Discussion in 'The whoa and the sway.' started by 462CID, Aug 26, 2005.

  1. 462CID

    462CID Buick newbie since '89

    OK, I usually have brake issues every year that are easy fixes

    This time I'm scratching my head. Every winter, I always start the car once a week, pull it forward a few feet, run it throught the gears and stay in gear a few minutes, and get the brakes working, using them fairly hard in the 7' or so I can creep the car along. In the last three years, my brake issues have been stuff like replacing springs instead of brake cylinders this way

    This year, everythign was fine. I took my top end apart to rebuild my lifters, and suddeny; the brakes SUCK. Hard pedal, low braking action. Visually inspected, replaced all four sets of shoes

    At first, the brakes are great. After two or three stops, the brakes are bad. Hard pedal, low braking action. When they work properly, the pedal is firm and I could hit my head on the windsheild easily. When they work poorly, it feels like extreme brake fade- but the brakes aren't hot
     
  2. skyphix

    skyphix Well-Known Member

    Power Brakes? Might be your booster leaking vacuum.
     
  3. 462CID

    462CID Buick newbie since '89

    Yes, they are power. Could be leaking. I pulled the hose off the booster the other day and it seemed like it was holding plenty of vacuum though.

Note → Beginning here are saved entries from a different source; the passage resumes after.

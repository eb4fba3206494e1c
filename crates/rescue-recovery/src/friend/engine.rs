//! Friend vouch engine.

use super::decision::{decide_vouch, VouchStatus};
use crate::calls::RecoveryCall;
use crate::probes::active_recovery::active_recovery_probe;
use crate::probes::recoverability::recoverability_probe;
use crate::probes::{ActiveRecoveryProbe, ProbeState, RecoverabilityProbe};
use crate::requests::{ProbeEvent, ProbeRequest};
use crate::view::FriendView;
use rescue_core::{AccountId, ActiveRecoveryAttempt, RecoveryConfig, RecoveryPair, RescueError};

/// Result of the vouch trigger.
#[derive(Debug, Clone, PartialEq, Eq)]
pub enum VouchOutcome {
    /// Submit this call
    Submit(RecoveryCall),
    /// The caller's vouch is already on chain; nothing to submit
    AlreadySatisfied,
}

/// Decides whether the calling friend may vouch for a rescuer.
#[derive(Debug, Clone)]
pub struct FriendVouchEngine {
    caller: AccountId,
    lost: Option<AccountId>,
    rescuer: Option<AccountId>,
    recoverability: RecoverabilityProbe,
    active: ActiveRecoveryProbe,
}

impl FriendVouchEngine {
    /// Engine acting for `caller`.
    pub fn new(caller: AccountId) -> Self {
        Self {
            caller,
            lost: None,
            rescuer: None,
            recoverability: recoverability_probe(),
            active: active_recovery_probe(),
        }
    }

    /// The friend using this engine.
    pub fn caller(&self) -> &AccountId {
        &self.caller
    }

    /// Select the account being recovered.
    pub fn select_lost_account(&mut self, lost: Option<AccountId>) -> Vec<ProbeRequest> {
        if self.lost == lost {
            return Vec::new();
        }
        self.lost = lost;
        self.bind()
    }

    /// Select the rescuer to vouch for.
    pub fn select_rescuer(&mut self, rescuer: Option<AccountId>) -> Vec<ProbeRequest> {
        if self.rescuer == rescuer {
            return Vec::new();
        }
        self.rescuer = rescuer;
        self.bind()
    }

    /// Re-read recoverability and the attempt.
    pub fn refresh(&mut self) -> Vec<ProbeRequest> {
        let mut requests = Vec::new();
        if let Some(ticket) = self.recoverability.refresh() {
            requests.push(ProbeRequest::Recoverability(ticket));
        }
        if let Some(ticket) = self.active.refresh() {
            requests.push(ProbeRequest::ActiveRecovery(ticket));
        }
        requests
    }

    /// Fold a probe event. Friends never issue follow-up reads.
    pub fn apply(&mut self, event: ProbeEvent) -> Vec<ProbeRequest> {
        match event {
            ProbeEvent::Recoverability(response) => {
                self.recoverability.apply(response);
            }
            ProbeEvent::ActiveRecovery(response) => {
                self.active.apply(response);
            }
            other => {
                tracing::debug!(?other, "friend engine ignoring unrelated event");
            }
        }
        Vec::new()
    }

    /// Recovery config of the lost account.
    pub fn recoverability(&self) -> &ProbeState<RecoveryConfig> {
        self.recoverability.state()
    }

    /// Attempt of the selected pair.
    pub fn attempt(&self) -> &ProbeState<ActiveRecoveryAttempt> {
        self.active.state()
    }

    /// Current decision.
    pub fn decision(&self) -> VouchStatus {
        decide_vouch(
            self.recoverability.state(),
            self.active.state(),
            &self.caller,
            self.rescuer.as_ref(),
        )
    }

    /// Build the `vouch_recovery` call.
    ///
    /// A vouch already on chain is reported as satisfied rather than as an
    /// error.
    pub fn vouch(&self) -> Result<VouchOutcome, RescueError> {
        let pair = RecoveryPair::resolve(self.lost, self.rescuer)
            .ok_or_else(|| RescueError::precondition("lost account and rescuer must be selected"))?;
        match self.decision() {
            VouchStatus::Ready => Ok(VouchOutcome::Submit(RecoveryCall::VouchRecovery {
                lost: pair.lost,
                rescuer: pair.rescuer,
            })),
            VouchStatus::AlreadyVouched => Ok(VouchOutcome::AlreadySatisfied),
            status => Err(RescueError::precondition(status.message())),
        }
    }

    /// Read-only snapshot for presentation.
    pub fn view(&self) -> FriendView {
        let status = self.decision();
        FriendView {
            caller: self.caller,
            lost: self.lost,
            rescuer: self.rescuer,
            message: status.message().to_string(),
            can_vouch: status.can_vouch(),
            checking: matches!(status, VouchStatus::Checking),
            vouchers: self.active.state().present().map(|a| a.voucher_count()),
            threshold: self.recoverability.state().present().map(|c| c.threshold),
            status,
        }
    }

    fn bind(&mut self) -> Vec<ProbeRequest> {
        let mut requests = Vec::new();
        if let Some(ticket) = self.recoverability.select(self.lost) {
            requests.push(ProbeRequest::Recoverability(ticket));
        }
        let pair = RecoveryPair::resolve(self.lost, self.rescuer);
        if let Some(ticket) = self.active.select(pair) {
            requests.push(ProbeRequest::ActiveRecovery(ticket));
        }
        requests
    }
}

I'm hoping it's not a seal in the m/c...

    I'm going to hook a vacuum pump up to a pressure vessel and flush the whole system. Fluid's pretty dirty
     
  4. Freakazoid

    Freakazoid Gold Level Contributor

    Booster check

    One test ,use a vac guage/pump tool. see if you have 18 " vav from the engime to the booster. Next connect the pump to the booster and see if you can punp the booster up tp 18" vac in several minutes . If the booster wont pump up it is bad, if it does pump up but you can here a hiss sound coming from the booster and the guage reading is droping , it is bad. Also with the engine off pump the peddle to bleed off the stored vac. from the booster if it is holding vac.then push on the peddle , start the engine , the brake peddle should drop slightly when the engine starts. A slight swish sound may be heard under the dash at the rear of the booster after the engine is opperated and the booster vac. is built up. The booster check valve is a factor also ,flow direction to the engine only As you said when you pull the line the booster has stored vac. how much ???
     
  5. 462CID

    462CID Buick newbie since '89

    Jeez, I saw 19" Hg when I had a stock cam. I see about 14" now. I'll never get 18" in the booster. When I put this cam in last year, I had zero brake problems

    I hear no sound from the booster as the engine is turned off

    I haven't checked vacuum in the booster- I don't have a fitting for that. I can make one
     
  6. 462CID

    462CID Buick newbie since '89

    I haven't checked the vacuum in the booster yet, but when I pulled off the hose today, after the car sat for 24 hours, the saound made was "SHHTTTTTTTTOP!sssss I think it's holding vacuum ok because it startled my Dad who doesn't have the best hearing and he was 10' away :laugh:
     
  7. 70aqua_custom

    70aqua_custom Well-Known Member

    Were the drums resurfaced when you installed the new shoes? Were the shoes installed with the longest lining on the rear. Glazed drums will act this way. If they were resurfaced but the shop didn't measure the drum for out of spec(typical) you should check the drums for wear. If the drums are too big for the shoes, the shoes won't make full contact and will give a hard pedal with low braking action. An easy way to do this is to remove the drum and inspect the wear pattern on the shoes. The wear pattern will tell the story. You want to see even wear the entire length of both shoes. It's good practice to lay the drum on the bench prior to installation and then lay the shoes inside the drum. Push the shoes to the outside and visually check to see that they contact the drum all the way around.
     
  8. 462CID

    462CID Buick newbie since '89

    Drums were turned last year; all are smooth, all are in spec. I check spec, not the shop (I used to do QC for F/A 18 E/F parts :) I was actually "QC 1" at my shop) I'm using bonded shoes, no more rivets. Brakes were able to be tightened so much I could smell the brakes wearing in (I can tell the difference between this problem and fade due to heat. beleive me, this isn't fade; this was happening before I replaced all shoes, last week. Same problem)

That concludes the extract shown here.